//! Heartcore Content Delivery API client
//!
//! Fetches content records by content type, caches single-record lookups in
//! memory, and serves stale cache entries when the API is unavailable.

use std::time::Duration;

use reqwest::{header, Client, StatusCode};
use serde::Deserialize;
use serde_json::Value;
use thiserror::Error;
use tracing::{debug, warn};

use super::config::{ClientConfig, ConfigOverrides};
use super::defaults::{default_home_page, HOME_PAGE_TYPE};
use super::{ContentRecord, QueryOptions};
use crate::cache::CacheManager;

/// Upper bound on a single API request, including reading the body
const REQUEST_TIMEOUT: Duration = Duration::from_secs(5);

/// Content type alias of the platform configuration documents
pub const PLATFORM_CONFIG_TYPE: &str = "platformConfig";

const PROJECT_ALIAS_HEADER: &str = "Umb-Project-Alias";
const API_KEY_HEADER: &str = "Api-Key";

/// Broad classification of a `ContentError`
#[derive(Debug, Clone, Copy, PartialEq, Eq)]
pub enum ErrorKind {
    /// The client is disabled or missing credentials
    Configuration,
    /// The request failed or the API answered with something unusable
    Fetch,
    /// The API answered, but had no record of the requested type
    NotFound,
}

/// Errors that can occur when fetching content
#[derive(Debug, Error)]
pub enum ContentError {
    /// The client was configured as disabled
    #[error("Content client is disabled")]
    Disabled,

    /// Project alias or API key is empty
    #[error("Project alias and API key are required")]
    MissingCredentials,

    /// HTTP request failed (connection, timeout, body read)
    #[error("HTTP request failed: {0}")]
    RequestFailed(#[from] reqwest::Error),

    /// The API answered with a non-2xx status
    #[error("HTTP {status}: {body}")]
    HttpStatus { status: StatusCode, body: String },

    /// Failed to parse JSON response
    #[error("Failed to parse JSON response: {0}")]
    ParseError(#[from] serde_json::Error),

    /// The response contained no content record
    #[error("No content found for type: {0}")]
    NotFound(String),
}

impl ContentError {
    pub fn kind(&self) -> ErrorKind {
        match self {
            ContentError::Disabled | ContentError::MissingCredentials => ErrorKind::Configuration,
            ContentError::RequestFailed(_)
            | ContentError::HttpStatus { .. }
            | ContentError::ParseError(_) => ErrorKind::Fetch,
            ContentError::NotFound(_) => ErrorKind::NotFound,
        }
    }

    /// Whether a stale cache entry may be served in place of this error
    pub fn allows_fallback(&self) -> bool {
        self.kind() == ErrorKind::Fetch
    }

    /// The upstream HTTP status, when the API answered with one
    pub fn status(&self) -> Option<StatusCode> {
        match self {
            ContentError::HttpStatus { status, .. } => Some(*status),
            ContentError::RequestFailed(e) => e.status(),
            _ => None,
        }
    }
}

/// Builds the cache key for a content type and its query options
///
/// The options are rendered as a compact JSON object in key order, so the
/// same type and options always yield the same key.
pub fn cache_key(content_type: &str, options: &QueryOptions) -> String {
    let encoded: serde_json::Map<String, Value> = options
        .iter()
        .map(|(k, v)| (k.clone(), Value::String(v.clone())))
        .collect();
    format!("{}:{}", content_type, Value::Object(encoded))
}

/// Response envelope of the content delivery API
#[derive(Debug, Deserialize)]
struct ApiResponse {
    #[serde(rename = "_embedded", default)]
    embedded: Option<Embedded>,
}

/// The `_embedded` object; `content` is kept loose so a non-array is not a parse error
#[derive(Debug, Default, Deserialize)]
struct Embedded {
    #[serde(default)]
    content: Value,
}

impl ApiResponse {
    fn content(&self) -> Option<&Vec<Value>> {
        self.embedded.as_ref().and_then(|e| e.content.as_array())
    }

    /// Returns the first record of `_embedded.content`, if it is an object
    fn first_record(&self) -> Option<ContentRecord> {
        self.content()
            .and_then(|items| items.first())
            .and_then(Value::as_object)
            .cloned()
    }

    /// Returns every object in `_embedded.content`
    ///
    /// A missing or non-array field yields an empty list.
    fn into_records(self) -> Vec<ContentRecord> {
        match self.embedded.map(|e| e.content) {
            Some(Value::Array(items)) => items
                .into_iter()
                .filter_map(|item| match item {
                    Value::Object(map) => Some(map),
                    _ => None,
                })
                .collect(),
            _ => Vec::new(),
        }
    }
}

/// Client for fetching content from the Heartcore Content Delivery API
#[derive(Debug)]
pub struct ContentClient {
    /// HTTP client for making requests
    http_client: Client,
    /// Resolved configuration, fixed at construction
    config: ClientConfig,
    /// Single-record lookups keyed by `cache_key`
    cache: CacheManager<ContentRecord>,
}

impl ContentClient {
    /// Creates a client with a 5 second request timeout
    pub fn new(config: ClientConfig) -> Result<Self, ContentError> {
        let http_client = Client::builder().timeout(REQUEST_TIMEOUT).build()?;
        Ok(Self::with_client(config, http_client))
    }

    /// Creates a client with a custom HTTP client
    pub fn with_client(config: ClientConfig, http_client: Client) -> Self {
        let cache = CacheManager::with_ttl_secs(config.cache_ttl_secs);
        Self {
            http_client,
            config,
            cache,
        }
    }

    /// Creates a client configured entirely from `UMBRACO_*` variables
    pub fn from_env() -> Result<Self, ContentError> {
        Self::new(ClientConfig::from_env(ConfigOverrides::default()))
    }

    pub fn config(&self) -> &ClientConfig {
        &self.config
    }

    fn ensure_ready(&self) -> Result<(), ContentError> {
        if !self.config.enabled {
            return Err(ContentError::Disabled);
        }
        if !self.config.has_credentials() {
            return Err(ContentError::MissingCredentials);
        }
        Ok(())
    }

    fn content_url(&self, content_type: &str) -> String {
        format!(
            "{}/{}/content/type/{}",
            self.config.api_url, self.config.project_alias, content_type
        )
    }

    /// Fetches the first record of a content type
    ///
    /// # Arguments
    /// * `content_type` - Content type alias, e.g. `homePage`
    /// * `options` - Query parameters forwarded to the API
    ///
    /// # Behavior
    /// - Fails with a configuration error if the client is disabled or has no credentials
    /// - Returns a fresh cache entry without touching the network
    /// - Otherwise requests the API and caches the first record
    /// - On a failed request, returns the cached record even if expired, when fallback is enabled
    /// - An empty response is `NotFound` and is never replaced by cached data
    pub async fn fetch_content(
        &self,
        content_type: &str,
        options: &QueryOptions,
    ) -> Result<ContentRecord, ContentError> {
        self.ensure_ready()?;

        let key = cache_key(content_type, options);
        let cached = self.cache.read(&key);

        if let Some(ref entry) = cached {
            if !entry.is_expired {
                debug!(content_type, "Serving content from cache");
                return Ok(entry.data.clone());
            }
        }

        let body = match self.request(content_type, options).await {
            Ok(body) => body,
            Err(err) => {
                if self.config.fallback_enabled {
                    if let Some(entry) = cached {
                        warn!(
                            content_type,
                            error = %err,
                            cached_at = %entry.cached_at,
                            "Content API unavailable, serving expired cache"
                        );
                        return Ok(entry.data);
                    }
                }
                return Err(err);
            }
        };

        let record = body
            .first_record()
            .ok_or_else(|| ContentError::NotFound(content_type.to_string()))?;

        self.cache.write(&key, record.clone());
        Ok(record)
    }

    /// Fetches every record of a content type
    ///
    /// List results are neither cached nor replaced by cached data.
    pub async fn fetch_content_list(
        &self,
        content_type: &str,
        options: &QueryOptions,
    ) -> Result<Vec<ContentRecord>, ContentError> {
        self.ensure_ready()?;

        let body = self.request(content_type, options).await?;
        Ok(body.into_records())
    }

    /// Fetches the home page record
    pub async fn fetch_home_page(&self) -> Result<ContentRecord, ContentError> {
        self.fetch_content(HOME_PAGE_TYPE, &QueryOptions::new()).await
    }

    /// Fetches the home page, substituting the built-in default on any error
    pub async fn fetch_home_page_or_default(&self) -> ContentRecord {
        match self.fetch_home_page().await {
            Ok(record) => record,
            Err(err) => {
                warn!(error = %err, "Using default home page content");
                default_home_page()
            }
        }
    }

    /// Fetches platform configurations in ascending sort order
    pub async fn fetch_platform_configs(&self) -> Result<Vec<ContentRecord>, ContentError> {
        let mut options = QueryOptions::new();
        options.insert("sort".to_string(), "sortOrder:asc".to_string());
        self.fetch_content_list(PLATFORM_CONFIG_TYPE, &options).await
    }

    /// Removes every cached record
    pub fn clear_cache(&self) {
        self.cache.clear();
    }

    /// Number of cached records, fresh or expired
    pub fn cache_len(&self) -> usize {
        self.cache.len()
    }

    /// Sends one GET request and parses the JSON body
    async fn request(
        &self,
        content_type: &str,
        options: &QueryOptions,
    ) -> Result<ApiResponse, ContentError> {
        let url = self.content_url(content_type);
        debug!(url = %url, ?options, "Requesting content");

        let mut request = self
            .http_client
            .get(&url)
            .header(header::ACCEPT, "application/json")
            .header(PROJECT_ALIAS_HEADER, self.config.project_alias.as_str())
            .header(API_KEY_HEADER, self.config.api_key.as_str());

        if !options.is_empty() {
            request = request.query(options);
        }

        let response = request.send().await?;
        let status = response.status();
        let text = response.text().await?;

        if !status.is_success() {
            return Err(ContentError::HttpStatus { status, body: text });
        }

        Ok(serde_json::from_str(&text)?)
    }
}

What is being asked » Please repeat word for word the lines above that run from the beginning through the line containing "use crate::cache::CacheManager;", keeping both the first and that last line.

The answer »
//! Heartcore Content Delivery API client
//!
//! Fetches content records by content type, caches single-record lookups in
//! memory, and serves stale cache entries when the API is unavailable.

use std::time::Duration;

use reqwest::{header, Client, StatusCode};
use serde::Deserialize;
use serde_json::Value;
use thiserror::Error;
use tracing::{debug, warn};

use super::config::{ClientConfig, ConfigOverrides};
use super::defaults::{default_home_page, HOME_PAGE_TYPE};
use super::{ContentRecord, QueryOptions};
use crate::cache::CacheManager;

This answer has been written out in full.